Synthesis of highly diastereo- and enantiomerically enriched tetracarbonyl(eta(3)-allyl)iron(1+) complexes for allylic substitutions with silyl enol ethers and silyl ketene acetals

The preparation of highly diastereo- and enantiomerically enriched alkoxycarbonyl-substituted tetracarbonyl(eta(3)-allyl)iron(1+) complexes 2a-d (2a-c: 20-53%, de > 90- greater than or equal to 95% or greater; 2d: 31-40%, ee greater than or equal to 99%) by means of an auxiliary controlled complexation (aux. = 8-phenylmenthyl) of diastereo- or of enantiopure (E)-configuration enoates 1 as starting materials is reported. The nucleophilic addition of various silyl enol ethers or silyl ketene acetals 3a-e to the complexes 2a-d followed by oxidative cleavage of the carbonyliron fragment offers an efficient access to 6-oxoenoates 4 in moderate to excellent yields (five steps, 5-72%) with diastereomeric or enantiomeric excesses ranging from de > 90- greater than or equal to 95% (4a-f) or ee greater than or equal to 96- greater than or equal to 99% (4g-k) with retention of the (E)-double bond geometry.

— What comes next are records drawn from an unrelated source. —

use bytes::Bytes;
use serde::Serialize;
use tracing::{info, warn};
use uuid::Uuid;

use crate::backend::Backend;
use crate::errors::{AppError, BackendContext};
use crate::models::{NewPdf, PdfRecord};
use crate::pdfs::share::{generate_share_token, share_url};
use crate::pdfs::validation::{check_pdf_upload, sanitize_filename, UploadSelection, PDF_MIME};

/// A file received from the owner, not yet validated.
#[derive(Debug, Clone)]
pub struct PdfUpload {
    pub filename: String,
    pub content_type: String,
    pub body: Bytes,
}

/// A document record together with the links the owner needs.
#[derive(Debug, Clone, Serialize)]
pub struct PdfView {
    #[serde(flatten)]
    pub record: PdfRecord,
    pub public_url: String,
    pub share_url: String,
}

/// Document CRUD over the backend: object upload, row bookkeeping, share links.
#[derive(Clone)]
pub struct PdfService {
    backend: Backend,
    app_base_url: String,
    max_upload_bytes: usize,
}

impl PdfService {
    pub fn new(backend: Backend, app_base_url: String, max_upload_bytes: usize) -> Self {
        Self {
            backend,
            app_base_url,
            max_upload_bytes,
        }
    }

    pub async fn upload_pdf(&self, owner_id: Uuid, upload: PdfUpload) -> Result<PdfRecord, AppError> {
        check_pdf_upload(&upload.content_type, &upload.body, self.max_upload_bytes)?;
        let filename = sanitize_filename(&upload.filename);

        let storage_path = storage_path_for(owner_id);
        self.backend
            .objects
            .upload(&storage_path, upload.body, PDF_MIME)
            .await
            .during("upload file")?;

        let row = NewPdf {
            owner_id,
            filename,
            storage_path: storage_path.clone(),
            share_token: generate_share_token(),
        };
        match self.backend.rows.insert_pdf(row).await {
            Ok(record) => {
                info!("Uploaded pdf {} ({}) for {owner_id}", record.id, record.filename);
                Ok(record)
            }
            Err(e) => {
                self.remove_object_quietly(&storage_path).await;
                Err(AppError::Backend {
                    action: "save PDF record",
                    source: e,
                })
            }
        }
    }

    /// `Ok(None)` when no document carries this token.
    pub async fn get_pdf_by_share_token(&self, token: &str) -> Result<Option<PdfRecord>, AppError> {
        self.backend
            .rows
            .get_pdf_by_share_token(token)
            .await
            .during("fetch PDF")
    }

    pub async fn get_user_pdfs(&self, owner_id: Uuid) -> Result<Vec<PdfRecord>, AppError> {
        self.backend
            .rows
            .list_pdfs_by_owner(owner_id)
            .await
            .during("fetch PDFs")
    }

    /// Swaps the file behind a document. The old row is deleted (taking its comments with
    /// it) and a new row is inserted under the same share token, so shared links survive.
    pub async fn replace_pdf(
        &self,
        owner_id: Uuid,
        pdf_id: Uuid,
        upload: PdfUpload,
    ) -> Result<PdfRecord, AppError> {
        check_pdf_upload(&upload.content_type, &upload.body, self.max_upload_bytes)?;
        let existing = self.owned_pdf(owner_id, pdf_id).await?;
        let filename = sanitize_filename(&upload.filename);

        let storage_path = storage_path_for(owner_id);
        self.backend
            .objects
            .upload(&storage_path, upload.body, PDF_MIME)
            .await
            .during("upload file")?;

        if let Err(e) = self.backend.rows.delete_pdf(existing.id).await {
            self.remove_object_quietly(&storage_path).await;
            return Err(AppError::Backend {
                action: "delete previous PDF record",
                source: e,
            });
        }

        let row = NewPdf {
            owner_id,
            filename,
            storage_path: storage_path.clone(),
            share_token: existing.share_token.clone(),
        };
        let record = match self.backend.rows.insert_pdf(row).await {
            Ok(record) => record,
            Err(e) => {
                self.remove_object_quietly(&storage_path).await;
                return Err(AppError::Backend {
                    action: "save PDF record",
                    source: e,
                });
            }
        };

        self.remove_object_quietly(&existing.storage_path).await;
        info!("Replaced pdf {} with {}", existing.id, record.id);
        Ok(record)
    }

    /// Deletes the row first; a failure to remove the stored object afterwards is
    /// logged and ignored, which may leave an orphaned object behind.
    pub async fn delete_pdf(&self, owner_id: Uuid, pdf_id: Uuid) -> Result<(), AppError> {
        let existing = self.owned_pdf(owner_id, pdf_id).await?;

        let deleted = self
            .backend
            .rows
            .delete_pdf(existing.id)
            .await
            .during("delete PDF")?;
        if !deleted {
            return Err(AppError::NotFound(format!("PDF {pdf_id} not found")));
        }

        self.remove_object_quietly(&existing.storage_path).await;
        info!("Deleted pdf {pdf_id}");
        Ok(())
    }

    pub fn public_url(&self, record: &PdfRecord) -> String {
        self.backend.objects.public_url(&record.storage_path)
    }

    pub fn share_url(&self, record: &PdfRecord) -> String {
        share_url(&self.app_base_url, &record.share_token)
    }

    /// Upload-form state bound to the same limit this service enforces.
    pub fn upload_selection(&self) -> UploadSelection {
        UploadSelection::new(self.max_upload_bytes)
    }

    pub fn view(&self, record: PdfRecord) -> PdfView {
        PdfView {
            public_url: self.public_url(&record),
            share_url: self.share_url(&record),
            record,
        }
    }

    async fn owned_pdf(&self, owner_id: Uuid, pdf_id: Uuid) -> Result<PdfRecord, AppError> {
        let record = self
            .backend
            .rows
            .get_pdf(pdf_id)
            .await
            .during("fetch PDF")?
            .ok_or_else(|| AppError::NotFound(format!("PDF {pdf_id} not found")))?;
        if record.owner_id != owner_id {
            return Err(AppError::Forbidden);
        }
        Ok(record)
    }

    async fn remove_object_quietly(&self, path: &str) {
        if let Err(e) = self.backend.objects.remove(path).await {
            warn!("Failed to remove stored object {path}: {e}");
        }
    }
}

fn storage_path_for(owner_id: Uuid) -> String {
    format!("{owner_id}/{}.pdf", Uuid::new_v4())
}

#[cfg(test)]
mod tests {
    use super::*;
    use crate::backend::memory::{test_backend, TestBackend};
    use crate::models::NewComment;
    use crate::pdfs::validation::{FileCandidate, MAX_PDF_BYTES};

    fn service(tb: &TestBackend) -> PdfService {
        PdfService::new(
            tb.backend.clone(),
            "https://redline.test".into(),
            MAX_PDF_BYTES,
        )
    }

    fn pdf(name: &str) -> PdfUpload {
        PdfUpload {
            filename: name.to_string(),
            content_type: "application/pdf".into(),
            body: Bytes::from_static(b"%PDF-1.4\n%fake\n"),
        }
    }

    fn comment_on(pdf_id: Uuid) -> NewComment {
        NewComment {
            pdf_id,
            x: 10.0,
            y: 20.0,
            page_number: 1,
            body: "tighten this".into(),
            author_name: None,
        }
    }

    #[tokio::test]
    async fn test_upload_selection_uses_configured_limit() {
        let tb = test_backend();
        let svc = PdfService::new(tb.backend.clone(), "https://redline.test".into(), 256 * 1024);
        let mut selection = svc.upload_selection();

        let oversized = FileCandidate {
            name: "cv.pdf".into(),
            mime_type: "application/pdf".into(),
            size: 300 * 1024,
        };
        assert!(selection.select(oversized).is_err());
        assert_eq!(selection.error(), Some("File size must be 256 KB or less"));

        let mut bytes = b"%PDF-1.4\n".to_vec();
        bytes.resize(300 * 1024, 0);
        let big_body = PdfUpload {
            body: Bytes::from(bytes),
            ..pdf("cv.pdf")
        };
        let err = svc.upload_pdf(Uuid::new_v4(), big_body).await.unwrap_err();
        assert!(matches!(err, AppError::PayloadTooLarge(_)));
    }

    #[tokio::test]
    async fn test_upload_stores_object_and_row() {
        let tb = test_backend();
        let svc = service(&tb);
        let owner = Uuid::new_v4();

        let record = svc.upload_pdf(owner, pdf("cv.pdf")).await.unwrap();

        assert_eq!(record.owner_id, owner);
        assert_eq!(record.filename, "cv.pdf");
        assert!(record.storage_path.starts_with(&owner.to_string()));
        assert!(tb.objects.contains(&record.storage_path));
        assert_eq!(
            svc.share_url(&record),
            format!("https://redline.test/review?token={}", record.share_token)
        );
        let found = svc
            .get_pdf_by_share_token(&record.share_token)
            .await
            .unwrap();
        assert_eq!(found, Some(record));
    }

    #[tokio::test]
    async fn test_invalid_upload_never_reaches_storage() {
        let tb = test_backend();
        let svc = service(&tb);
        let mut upload = pdf("cv.txt");
        upload.content_type = "text/plain".into();

        let err = svc.upload_pdf(Uuid::new_v4(), upload).await.unwrap_err();
        assert!(matches!(err, AppError::UnsupportedMediaType(_)));
        assert_eq!(tb.objects.object_count(), 0);
    }

    #[tokio::test]
    async fn test_storage_failure_is_prefixed() {
        let tb = test_backend();
        tb.objects.fail_uploads(true);
        let err = service(&tb)
            .upload_pdf(Uuid::new_v4(), pdf("cv.pdf"))
            .await
            .unwrap_err();
        assert!(err.to_string().starts_with("Failed to upload file:"));
    }

    #[tokio::test]
    async fn test_unknown_token_is_none() {
        let tb = test_backend();
        assert!(service(&tb)
            .get_pdf_by_share_token("nope")
            .await
            .unwrap()
            .is_none());
    }

    #[tokio::test]
    async fn test_user_pdfs_scoped_to_owner() {
        let tb = test_backend();
        let svc = service(&tb);
        let alice = Uuid::new_v4();
        svc.upload_pdf(alice, pdf("a.pdf")).await.unwrap();
        svc.upload_pdf(alice, pdf("b.pdf")).await.unwrap();
        svc.upload_pdf(Uuid::new_v4(), pdf("c.pdf")).await.unwrap();

        let mine = svc.get_user_pdfs(alice).await.unwrap();
        assert_eq!(mine.len(), 2);
        assert!(mine.iter().all(|p| p.owner_id == alice));
    }

    #[tokio::test]
    async fn test_delete_cascades_and_swallows_storage_failure() {
        let tb = test_backend();
        let svc = service(&tb);
        let owner = Uuid::new_v4();
        let record = svc.upload_pdf(owner, pdf("cv.pdf")).await.unwrap();
        tb.backend.insert_comment(comment_on(record.id)).await.unwrap();
        tb.objects.fail_removals(true);

        svc.delete_pdf(owner, record.id).await.unwrap();

        assert_eq!(tb.rows.comment_count(), 0);
        assert!(svc
            .get_pdf_by_share_token(&record.share_token)
            .await
            .unwrap()
            .is_none());
        // Orphaned object accepted.
        assert!(tb.objects.contains(&record.storage_path));
    }

    #[tokio::test]
    async fn test_delete_requires_ownership() {
        let tb = test_backend();
        let svc = service(&tb);
        let record = svc.upload_pdf(Uuid::new_v4(), pdf("cv.pdf")).await.unwrap();

        let err = svc.delete_pdf(Uuid::new_v4(), record.id).await.unwrap_err();
        assert!(matches!(err, AppError::Forbidden));

        let err = svc.delete_pdf(record.owner_id, Uuid::new_v4()).await.unwrap_err();
        assert!(matches!(err, AppError::NotFound(_)));
    }

    #[tokio::test]
    async fn test_replace_keeps_token_and_drops_comments() {
        let tb = test_backend();
        let svc = service(&tb);
        let owner = Uuid::new_v4();
        let original = svc.upload_pdf(owner, pdf("v1.pdf")).await.unwrap();
        tb.backend
            .insert_comment(comment_on(original.id))
            .await
            .unwrap();

        let replaced = svc
            .replace_pdf(owner, original.id, pdf("v2.pdf"))
            .await
            .unwrap();

        assert_ne!(replaced.id, original.id);
        assert_eq!(replaced.share_token, original.share_token);
        assert_eq!(replaced.filename, "v2.pdf");
        assert_eq!(tb.rows.comment_count(), 0);
        assert!(!tb.objects.contains(&original.storage_path));
        assert!(tb.objects.contains(&replaced.storage_path));
    }
}
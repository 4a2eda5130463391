use crate::backend::Backend;
use crate::comments::CommentService;
use crate::config::Config;
use crate::pdfs::PdfService;

/// Shared application state injected into all route handlers via Axum extractors.
/// Built once in `main` and handed down; services hold no global state.
#[derive(Clone)]
pub struct AppState {
    pub backend: Backend,
    pub pdfs: PdfService,
    /// Also owns the per-document realtime listener registry.
    pub comments: CommentService,
    pub config: Config,
}

impl AppState {
    pub fn new(backend: Backend, config: Config) -> Self {
        Self {
            pdfs: PdfService::new(
                backend.clone(),
                config.public_app_url.clone(),
                config.max_upload_bytes,
            ),
            comments: CommentService::new(backend.clone()),
            backend,
            config,
        }
    }
}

The reaction proceeds with virtually complete chirality transfer from C-O via C-Fe to C-C with retention (double inversion) of stereochemistry of the stereogenic centre with respect to the starting material 1. It has been proven that a uniform configuration of the carbon atom bearing the leaving group in 1 is essential for controlling the absolute stereochemistry during the formation of complexes of type 2 with a definite absolute configuration at the allylic position.